Zaynab and her unusual ability to keep the higher purpose of her work in the crosshairs stuck with me long after that project ended. It wasn’t just that she was such a force of positivity, it was the fact that her enthusiasm and vision were seen as irritating to those above her. Surely if your organization has a Zaynab, you should be trying to get her method copied across as many other teams as possible.

Perhaps the leadership’s inability to see Zaynab’s broader potential was a kind of distance problem of its own. There is ample research demonstrating that our ability to creatively problem-solve can improve when we are working on something that feels more psychologically distant. This is because we think more abstractly, freeing our minds to explore different non-obvious dimensions of a problem. When we fixate on specific details of a problem — in this case, low staff engagement — we become inflexible and incapable of creative thought.

Our ability to creatively problem-solve can improve when we are working on something that feels more psychologically distant.

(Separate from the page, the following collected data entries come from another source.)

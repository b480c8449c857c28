//! hotmod Kernel
//!
//! Shared vocabulary of the hot-reload engine:
//! - module capability traits (`Module`, `Invocable`, `Constructible`, `SharedBehavior`)
//! - collaborator contracts (`ModuleLoader`, `FsWatch`)
//! - error taxonomy, reload events and configuration

pub mod config;
pub mod error;
pub mod event;
pub mod loader;
pub mod module;
pub mod watch;

pub use config::{HotImportConfig, ScriptLimits};
pub use error::{HotImportError, HotImportResult};
pub use event::{ReloadEvent, ReloadOutcome, ReloadPhase};
pub use loader::{CacheSnapshot, ModuleLoader};
pub use module::{Constructible, Instance, Invocable, Module, ModuleKind, SharedBehavior};
pub use watch::{FsWatch, RawEvent, RawEventKind, RawEventSink, WatchGuard};
use std::path::PathBuf;
use std::sync::OnceLock;

static EXE_DIR: OnceLock<PathBuf> = OnceLock::new();

/// Returns the directory containing the executable.
pub fn get_exe_dir() -> &'static PathBuf {
    EXE_DIR.get_or_init(|| {
        std::env::current_exe()
            .ok()
            .and_then(|p| p.parent().map(|p| p.to_path_buf()))
            .unwrap_or_else(|| PathBuf::from("."))
    })
}

/// Returns the default config file: `<exe_dir>/config.json`
pub fn get_default_config_path() -> PathBuf {
    get_exe_dir().join("config.json")
}

/// Returns the logs directory: `<exe_dir>/logs/`
pub fn get_logs_dir() -> PathBuf {
    get_exe_dir().join("logs")
}

/// Returns the purchase log: `<exe_dir>/logs/purchases.log`
pub fn get_purchase_log_path() -> PathBuf {
    get_logs_dir().join("purchases.log")
}

/// Returns the OCR debug image directory: `<exe_dir>/images/`
pub fn get_images_dir() -> PathBuf {
    get_exe_dir().join("images")
}

/// Ensures all output directories exist. Call at startup.
pub fn ensure_directories() -> std::io::Result<()> {
    std::fs::create_dir_all(get_logs_dir())?;
    std::fs::create_dir_all(get_images_dir())?;
    Ok(())
}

Burnout is a serious problem, but fortunately, there are steps we can take, both individually and organizationally, to mitigate it. Joining groups with others who share similar experiences to us — be that a profession, a health condition, or a social identity — can help give us perspective when we feel overwhelmed or burned out. There are many such groups online. I, for example, am in an amazing parenting group populated by people with a mutual interest in a specific podcast about serial killers. We share stories, ask for advice, and generally cheer one another on: it’s surprisingly wholesome given the nascence!

Sure, these things seem small — but the cumulative effect can be significant. By finding ways to create psychological distance and reconnect with the purpose in our work, we can all become a little more like Zaynab.

Cheri and Zaynab are pseudonyms used to protect the anonymity of those who have participated in my research.

Elspeth Kirkman is Chief Programme Officer at the innovation agency Nesta and a Visiting Senior Research Fellow at King’s College London’s Policy School and Exeter University’s Business School. Working at the intersection of design, data, and experimentation, she is the coauthor of “Behavioral Insights” and author of “Decisionscape,” from which this article is adapted.